* [Exercise materials]
use chrono::{DateTime, Utc};
use lazy_static::lazy_static;
use regex::Regex;
use serde::{Deserialize, Serialize};
use std::collections::BTreeMap;

pub const DEFAULT_POLL_NAME: &str = "charley-vs-garry";

lazy_static! {
    // Widths match the poll_name / option_name columns of the original table.
    static ref POLL_NAME_RE: Regex = Regex::new(r"^[A-Za-z0-9_-]{1,100}$").unwrap();
    static ref OPTION_NAME_RE: Regex = Regex::new(r"^[A-Za-z0-9_-]{1,50}$").unwrap();
}

/// Option name -> vote count. Ordered so JSON bodies are stable.
pub type Tallies = BTreeMap<String, u64>;

#[derive(Debug, Clone, PartialEq, Eq, Serialize, Deserialize)]
pub struct PollOption {
    pub id: String,
    pub label: String,
}

#[derive(Debug, Clone, PartialEq, Eq, Serialize, Deserialize)]
pub struct PollDefinition {
    pub name: String,
    pub options: Vec<PollOption>,
}

impl PollDefinition {
    pub fn new(name: impl Into<String>, options: Vec<PollOption>) -> Self {
        Self {
            name: name.into(),
            options,
        }
    }

    /// Parses `id[:Label]` entries separated by commas, e.g. `charley:Charley,garry`.
    /// Entries without a label get the id with its first letter upper-cased.
    pub fn parse_options(spec: &str) -> Result<Vec<PollOption>, String> {
        let mut options: Vec<PollOption> = Vec::new();

        for entry in spec.split(',').map(str::trim).filter(|e| !e.is_empty()) {
            let (id, label) = match entry.split_once(':') {
                Some((id, label)) => (id.trim(), label.trim().to_string()),
                None => (entry, capitalize(entry)),
            };

            if !is_valid_option_name(id) {
                return Err(format!("invalid option name '{}'", id));
            }
            if options.iter().any(|o| o.id == id) {
                return Err(format!("duplicate option '{}'", id));
            }

            options.push(PollOption {
                id: id.to_string(),
                label: if label.is_empty() { capitalize(id) } else { label },
            });
        }

        if options.is_empty() {
            return Err("at least one option is required".to_string());
        }

        Ok(options)
    }

    pub fn option_ids(&self) -> Vec<String> {
        self.options.iter().map(|o| o.id.clone()).collect()
    }

    pub fn has_option(&self, option_id: &str) -> bool {
        self.options.iter().any(|o| o.id == option_id)
    }

    pub fn label_for(&self, option_id: &str) -> Option<&str> {
        self.options
            .iter()
            .find(|o| o.id == option_id)
            .map(|o| o.label.as_str())
    }

    /// Every configured option with a zero count.
    pub fn zero_tallies(&self) -> Tallies {
        self.options.iter().map(|o| (o.id.clone(), 0)).collect()
    }
}

impl Default for PollDefinition {
    fn default() -> Self {
        Self::new(
            DEFAULT_POLL_NAME,
            vec![
                PollOption {
                    id: "charley".to_string(),
                    label: "Charley".to_string(),
                },
                PollOption {
                    id: "garry".to_string(),
                    label: "Garry".to_string(),
                },
            ],
        )
    }
}

pub fn is_valid_poll_name(name: &str) -> bool {
    POLL_NAME_RE.is_match(name)
}

pub fn is_valid_option_name(name: &str) -> bool {
    OPTION_NAME_RE.is_match(name)
}

fn capitalize(s: &str) -> String {
    let mut chars = s.chars();
    match chars.next() {
        Some(first) => first.to_uppercase().chain(chars).collect(),
        None => String::new(),
    }
}

// Wire types for /poll-api

#[derive(Debug, Clone, Default, Deserialize)]
pub struct TallyQuery {
    pub poll: Option<String>,
}

#[derive(Debug, Clone, Default, Serialize, Deserialize)]
pub struct VoteRequest {
    #[serde(default, skip_serializing_if = "Option::is_none")]
    pub poll: Option<String>,
    #[serde(default, skip_serializing_if = "Option::is_none")]
    pub option: Option<String>,
}

impl VoteRequest {
    pub fn new(poll: impl Into<String>, option: impl Into<String>) -> Self {
        Self {
            poll: Some(poll.into()),
            option: Some(option.into()),
        }
    }
}

#[derive(Debug, Clone, PartialEq, Eq, Serialize, Deserialize)]
pub struct VoteResponse {
    #[serde(default)]
    pub success: bool,
    #[serde(default)]
    pub votes: Tallies,
}

#[derive(Debug, Clone, Serialize, Deserialize)]
pub struct ErrorBody {
    pub error: String,
    #[serde(default, skip_serializing_if = "Option::is_none")]
    pub details: Option<String>,
}

/// Device-local record that a vote was cast. Resettable by the device, so it
/// only gates the voting UI.
#[derive(Debug, Clone, PartialEq, Eq, Serialize, Deserialize)]
pub struct LocalMarker {
    pub option: String,
    #[serde(default, skip_serializing_if = "Option::is_none")]
    pub voted_at: Option<DateTime<Utc>>,
}

impl LocalMarker {
    pub fn now(option: impl Into<String>) -> Self {
        Self {
            option: option.into(),
            voted_at: Some(Utc::now()),
        }
    }

    /// Accepts the JSON form and the bare option id older pages stored.
    pub fn parse(raw: &str) -> Option<Self> {
        if let Ok(marker) = serde_json::from_str::<LocalMarker>(raw) {
            return Some(marker);
        }
        let option = raw.trim();
        if is_valid_option_name(option) {
            Some(Self {
                option: option.to_string(),
                voted_at: None,
            })
        } else {
            None
        }
    }
}

#[cfg(test)]
mod tests {
    use super::*;

    #[test]
    fn parses_options_with_and_without_labels() {
        let options = PollDefinition::parse_options("charley:Charley, garry").unwrap();
        assert_eq!(
            options,
            vec![
                PollOption {
                    id: "charley".to_string(),
                    label: "Charley".to_string()
                },
                PollOption {
                    id: "garry".to_string(),
                    label: "Garry".to_string()
                },
            ]
        );
    }

    #[test]
    fn rejects_duplicate_and_empty_option_lists() {
        assert!(PollDefinition::parse_options("a,a").is_err());
        assert!(PollDefinition::parse_options(" , ").is_err());
        assert!(PollDefinition::parse_options("bad option").is_err());
    }

    #[test]
    fn poll_names_are_bounded() {
        assert!(is_valid_poll_name("charley-vs-garry"));
        assert!(!is_valid_poll_name(""));
        assert!(!is_valid_poll_name("drop table;"));
        assert!(!is_valid_poll_name(&"p".repeat(101)));
    }

    #[test]
    fn vote_request_tolerates_missing_fields() {
        let req: VoteRequest = serde_json::from_str(r#"{"poll":"charley-vs-garry"}"#).unwrap();
        assert_eq!(req.poll.as_deref(), Some("charley-vs-garry"));
        assert!(req.option.is_none());
    }

    #[test]
    fn markers_accept_bare_option_ids() {
        let legacy = LocalMarker::parse("garry").unwrap();
        assert_eq!(legacy.option, "garry");
        assert!(legacy.voted_at.is_none());

        let stored = serde_json::to_string(&LocalMarker::now("charley")).unwrap();
        let parsed = LocalMarker::parse(&stored).unwrap();
        assert_eq!(parsed.option, "charley");
        assert!(parsed.voted_at.is_some());

        assert!(LocalMarker::parse("{broken").is_none());
    }

    #[test]
    fn default_poll_zero_tallies() {
        let poll = PollDefinition::default();
        let zeros = poll.zero_tallies();
        assert_eq!(zeros.get("charley"), Some(&0));
        assert_eq!(zeros.get("garry"), Some(&0));
        assert_eq!(poll.label_for("garry"), Some("Garry"));
    }
}
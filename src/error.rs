use axum::{
    Json,
    http::StatusCode,
    response::{IntoResponse, Response},
};
use log::error;
use thiserror::Error;

use crate::models::ErrorBody;

/// Failures surfaced by the vote tally service.
#[derive(Error, Debug)]
pub enum PollError {
    #[error("{0}")]
    InvalidRequest(String),

    #[error("Invalid option")]
    InvalidOption(String),

    #[error("Storage unavailable")]
    StorageUnavailable(#[from] sqlx::Error),
}

impl PollError {
    pub fn status(&self) -> StatusCode {
        match self {
            PollError::InvalidRequest(_) | PollError::InvalidOption(_) => StatusCode::BAD_REQUEST,
            PollError::StorageUnavailable(_) => StatusCode::INTERNAL_SERVER_ERROR,
        }
    }
}

impl IntoResponse for PollError {
    fn into_response(self) -> Response {
        let status = self.status();

        let body = match &self {
            PollError::StorageUnavailable(e) => {
                error!("Storage failure while handling poll request: {}", e);
                ErrorBody {
                    error: self.to_string(),
                    details: Some(e.to_string()),
                }
            }
            _ => ErrorBody {
                error: self.to_string(),
                details: None,
            },
        };

        (status, Json(body)).into_response()
    }
}

/// Failures observed by the client widget and its backends.
#[derive(Error, Debug)]
pub enum ClientError {
    #[error("Network failure: {0}")]
    NetworkFailure(#[from] reqwest::Error),

    #[error("Request timed out")]
    Timeout,

    #[error("Server rejected request ({status}): {message}")]
    Rejected { status: u16, message: String },

    #[error("Vote was not accepted")]
    NotAccepted,

    #[error("Unknown option: {0}")]
    UnknownOption(String),

    #[error("Local storage I/O error: {0}")]
    StorageIo(#[from] std::io::Error),

    #[error("Local storage holds malformed data: {0}")]
    StorageFormat(#[from] serde_json::Error),
}

#[derive(Error, Debug)]
pub enum ConfigError {
    #[error("Invalid {key} value: {message}")]
    Invalid { key: String, message: String },
}

#[cfg(test)]
mod tests {
    use super::*;

    #[test]
    fn validation_errors_map_to_bad_request() {
        assert_eq!(
            PollError::InvalidRequest("Missing poll or option".to_string()).status(),
            StatusCode::BAD_REQUEST
        );
        assert_eq!(
            PollError::InvalidOption("bob".to_string()).status(),
            StatusCode::BAD_REQUEST
        );
    }

    #[test]
    fn storage_errors_map_to_server_error() {
        let err = PollError::from(sqlx::Error::PoolTimedOut);
        assert_eq!(err.status(), StatusCode::INTERNAL_SERVER_ERROR);
        assert_eq!(err.to_string(), "Storage unavailable");
    }
}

* [Goal of the exercise]
The answer must consist of every line from the data that contains the word "PollOption".

* [Exercise solution]
pub struct PollOption {
    pub options: Vec<PollOption>,
    pub fn new(name: impl Into<String>, options: Vec<PollOption>) -> Self {
    pub fn parse_options(spec: &str) -> Result<Vec<PollOption>, String> {
        let mut options: Vec<PollOption> = Vec::new();
            options.push(PollOption {
                PollOption {
                PollOption {
                PollOption {
                PollOption {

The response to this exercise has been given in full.